Write out every line from the listing below where the string "footwear" is found.
........
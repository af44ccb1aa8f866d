use shared::Category;
use web_sys::MouseEvent;
use yew::prelude::*;

#[derive(Properties, PartialEq)]
pub struct CategoryCardProps {
    pub category: Category,
    pub deleting: bool,
    pub on_delete: Callback<String>,
}

#[function_component(CategoryCard)]
pub fn category_card(props: &CategoryCardProps) -> Html {
    let on_delete_click = {
        let on_delete = props.on_delete.clone();
        let category_id = props.category.category_id.clone();
        Callback::from(move |e: MouseEvent| {
            e.stop_propagation();
            on_delete.emit(category_id.clone());
        })
    };

    let category = &props.category;

    html! {
        <div class="category-card">
            <div class="category-card-actions">
                <button
                    class="category-delete-button"
                    onclick={on_delete_click}
                    disabled={props.deleting}
                    aria-label="Delete category"
                >
                    {if props.deleting { "⏳" } else { "🗑" }}
                </button>
            </div>

            <h4 class="category-card-name">{category.name.clone()}</h4>
            <p class="category-card-description">{category.description.clone()}</p>
            <div class="category-card-creator">
                <p>{format!("Created by: {}", category.user_admin.full_name)}</p>
                <p>{format!("Email: {}", category.user_admin.email)}</p>
            </div>
        </div>
    }
}
use serde::{Deserialize, Serialize};
use thiserror::Error;

/// Category record as returned by the backend category service
#[derive(Debug, Clone, PartialEq, Serialize, Deserialize)]
#[serde(rename_all = "camelCase")]
pub struct Category {
    /// Backend-assigned identifier (UUID string)
    pub category_id: String,
    pub name: String,
    pub description: String,
    /// Administrator who created this category
    pub user_admin: UserAdminSummary,
}

/// Creator reference embedded in every category
#[derive(Debug, Clone, PartialEq, Serialize, Deserialize)]
#[serde(rename_all = "camelCase")]
pub struct UserAdminSummary {
    pub full_name: String,
    pub email: String,
}

#[derive(Debug, Clone, PartialEq, Serialize, Deserialize)]
pub struct CreateCategoryRequest {
    pub name: String,
    pub description: String,
}

/// Snapshot of the category list kept in session storage
#[derive(Debug, Clone, PartialEq, Serialize, Deserialize)]
pub struct CachedCategories {
    pub categories: Vec<Category>,
    /// Epoch milliseconds when the snapshot was taken
    pub cached_at_ms: i64,
}

impl CachedCategories {
    pub fn new(categories: Vec<Category>, cached_at_ms: i64) -> Self {
        Self {
            categories,
            cached_at_ms,
        }
    }

    /// A snapshot is fresh while its age is within `[0, ttl_ms)`.
    /// Timestamps from the future are treated as stale.
    pub fn is_fresh(&self, now_ms: i64, ttl_ms: i64) -> bool {
        let age = now_ms - self.cached_at_ms;
        age >= 0 && age < ttl_ms
    }
}

/// Errors surfaced by category operations
#[derive(Debug, Clone, PartialEq, Eq, Error)]
pub enum CategoryError {
    /// No administrator identifier in the session; nothing was sent
    #[error("Unauthorized access")]
    Unauthorized,
    /// Backend answered with a non-success status
    #[error("{message}")]
    Server { status: u16, message: String },
    /// The request never completed
    #[error("Network error: {0}")]
    Network(String),
    /// Success status but the body could not be parsed
    #[error("Failed to read server response: {0}")]
    Decode(String),
}

impl CategoryError {
    pub const DELETE_FALLBACK: &'static str = "Failed to delete category";
    pub const CREATE_FALLBACK: &'static str = "Failed to create category";
    pub const LIST_FALLBACK: &'static str = "Failed to load categories";

    /// Build a server error from a non-success response, preferring the body
    /// text and using `fallback` when the body is blank.
    pub fn from_response(status: u16, body: &str, fallback: &str) -> Self {
        let message = if body.trim().is_empty() {
            fallback.to_string()
        } else {
            body.to_string()
        };
        CategoryError::Server { status, message }
    }

    /// Text shown inline in the UI
    pub fn user_message(&self) -> String {
        self.to_string()
    }
}

#[cfg(test)]
mod tests {
    use super::*;

    fn sample_category() -> Category {
        Category {
            category_id: "7f1c2a9e-0000-4000-8000-000000000001".to_string(),
            name: "Shoes".to_string(),
            description: "Running and casual footwear".to_string(),
            user_admin: UserAdminSummary {
                full_name: "Ana Torres".to_string(),
                email: "ana@example.com".to_string(),
            },
        }
    }

    #[test]
    fn test_category_decodes_backend_json() {
        let json = r#"{
            "categoryId": "7f1c2a9e-0000-4000-8000-000000000001",
            "name": "Shoes",
            "description": "Running and casual footwear",
            "userAdmin": { "fullName": "Ana Torres", "email": "ana@example.com" }
        }"#;

        let category: Category = serde_json::from_str(json).unwrap();
        assert_eq!(category, sample_category());
    }

    #[test]
    fn test_category_encodes_camel_case() {
        let value = serde_json::to_value(sample_category()).unwrap();
        assert!(value.get("categoryId").is_some());
        assert_eq!(value["userAdmin"]["fullName"], "Ana Torres");
        assert!(value.get("category_id").is_none());
    }

    #[test]
    fn test_cache_freshness_window() {
        let cached = CachedCategories::new(vec![sample_category()], 1_000);

        assert!(cached.is_fresh(1_000, 3_600_000));
        assert!(cached.is_fresh(3_600_999, 3_600_000));
        assert!(!cached.is_fresh(3_601_000, 3_600_000));

        // Clock went backwards
        assert!(!cached.is_fresh(999, 3_600_000));
    }

    #[test]
    fn test_server_error_prefers_body_text() {
        let error = CategoryError::from_response(500, "conflict", CategoryError::DELETE_FALLBACK);
        assert_eq!(
            error,
            CategoryError::Server {
                status: 500,
                message: "conflict".to_string()
            }
        );
        assert_eq!(error.user_message(), "conflict");
    }

    #[test]
    fn test_server_error_falls_back_on_blank_body() {
        let error = CategoryError::from_response(404, "  \n", CategoryError::DELETE_FALLBACK);
        assert_eq!(error.user_message(), "Failed to delete category");
    }

    #[test]
    fn test_error_messages() {
        assert_eq!(CategoryError::Unauthorized.user_message(), "Unauthorized access");
        assert_eq!(
            CategoryError::Network("Failed to fetch".to_string()).user_message(),
            "Network error: Failed to fetch"
        );
        assert_eq!(
            CategoryError::Decode("eof".to_string()).user_message(),
            "Failed to read server response: eof"
        );
    }
}
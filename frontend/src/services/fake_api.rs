use std::cell::{Cell, RefCell};

use async_trait::async_trait;
use shared::{Category, CategoryError, CreateCategoryRequest, UserAdminSummary};

use super::api::CategoryApi;

/// Scripted `CategoryApi` that records every request it receives
#[derive(Default)]
pub struct FakeCategoryApi {
    pub requests: RefCell<Vec<String>>,
    pub list_result: RefCell<Option<Result<Vec<Category>, CategoryError>>>,
    pub delete_result: RefCell<Option<Result<(), CategoryError>>>,
    pub create_result: RefCell<Option<Result<Category, CategoryError>>>,
    pub list_calls: Cell<u32>,
}

impl FakeCategoryApi {
    pub fn new() -> Self {
        Self::default()
    }

    pub fn listing(self, result: Result<Vec<Category>, CategoryError>) -> Self {
        *self.list_result.borrow_mut() = Some(result);
        self
    }

    pub fn deleting(self, result: Result<(), CategoryError>) -> Self {
        *self.delete_result.borrow_mut() = Some(result);
        self
    }

    pub fn creating(self, result: Result<Category, CategoryError>) -> Self {
        *self.create_result.borrow_mut() = Some(result);
        self
    }

    pub fn requests(&self) -> Vec<String> {
        self.requests.borrow().clone()
    }
}

pub fn category(id: &str, name: &str) -> Category {
    Category {
        category_id: id.to_string(),
        name: name.to_string(),
        description: format!("{} description", name),
        user_admin: UserAdminSummary {
            full_name: "Ana Torres".to_string(),
            email: "ana@example.com".to_string(),
        },
    }
}

#[async_trait(?Send)]
impl CategoryApi for FakeCategoryApi {
    async fn list_categories(&self) -> Result<Vec<Category>, CategoryError> {
        self.list_calls.set(self.list_calls.get() + 1);
        self.requests.borrow_mut().push("GET /category/all".to_string());
        self.list_result.borrow().clone().unwrap_or_else(|| Ok(Vec::new()))
    }

    async fn create_category(
        &self,
        request: &CreateCategoryRequest,
        admin_id: &str,
    ) -> Result<Category, CategoryError> {
        self.requests
            .borrow_mut()
            .push(format!("POST /category/create?UserAdminId={} name={}", admin_id, request.name));
        self.create_result
            .borrow()
            .clone()
            .unwrap_or_else(|| Ok(category("new", &request.name)))
    }

    async fn delete_category(&self, category_id: &str, admin_id: &str) -> Result<(), CategoryError> {
        self.requests.borrow_mut().push(format!(
            "DELETE /category/delete_category/{}?UserAdminId={}",
            category_id, admin_id
        ));
        self.delete_result.borrow().clone().unwrap_or(Ok(()))
    }
}
use shared::{Category, CategoryError, CreateCategoryRequest};
use yew::Callback;

use super::state::CategoryModalAction;
use crate::services::api::CategoryApi;
use crate::services::category_cache;
use crate::services::logging::Logger;
use crate::services::session::SessionHandle;

const COMPONENT: &str = "CategoryModal";

/// Deletes one category on behalf of the signed-in administrator.
///
/// Without an admin id nothing is sent. On success the cached list is
/// dropped and `reload` fires; on failure the cache is left untouched.
pub async fn delete_category<A: CategoryApi + ?Sized>(
    api: &A,
    session: &SessionHandle,
    category_id: &str,
    reload: &Callback<()>,
) -> Result<(), CategoryError> {
    let admin_id = session.admin_id().ok_or(CategoryError::Unauthorized)?;

    Logger::debug_with_component(COMPONENT, &format!("Deleting category {}", category_id));
    if let Err(e) = api.delete_category(category_id, &admin_id).await {
        Logger::warn_with_component(COMPONENT, &format!("Delete of {} failed: {}", category_id, e));
        return Err(e);
    }

    category_cache::invalidate(session);
    reload.emit(());
    Ok(())
}

/// Creates a category; the caller reports success through its own callback
pub async fn create_category<A: CategoryApi + ?Sized>(
    api: &A,
    session: &SessionHandle,
    request: &CreateCategoryRequest,
) -> Result<Category, CategoryError> {
    let admin_id = session.admin_id().ok_or(CategoryError::Unauthorized)?;
    let created = api.create_category(request, &admin_id).await?;
    Logger::info_with_component(COMPONENT, &format!("Created category {}", created.category_id));
    Ok(created)
}

/// Invalidates the cache and reloads after the creation form succeeds.
/// The returned action switches the modal back to the list.
pub fn on_create_success(session: &SessionHandle, reload: &Callback<()>) -> CategoryModalAction {
    category_cache::invalidate(session);
    reload.emit(());
    CategoryModalAction::CloseCreateForm
}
........
■ WRITTEN SOLUTION:
            description: "Running and casual footwear".to_string(),
            "description": "Running and casual footwear",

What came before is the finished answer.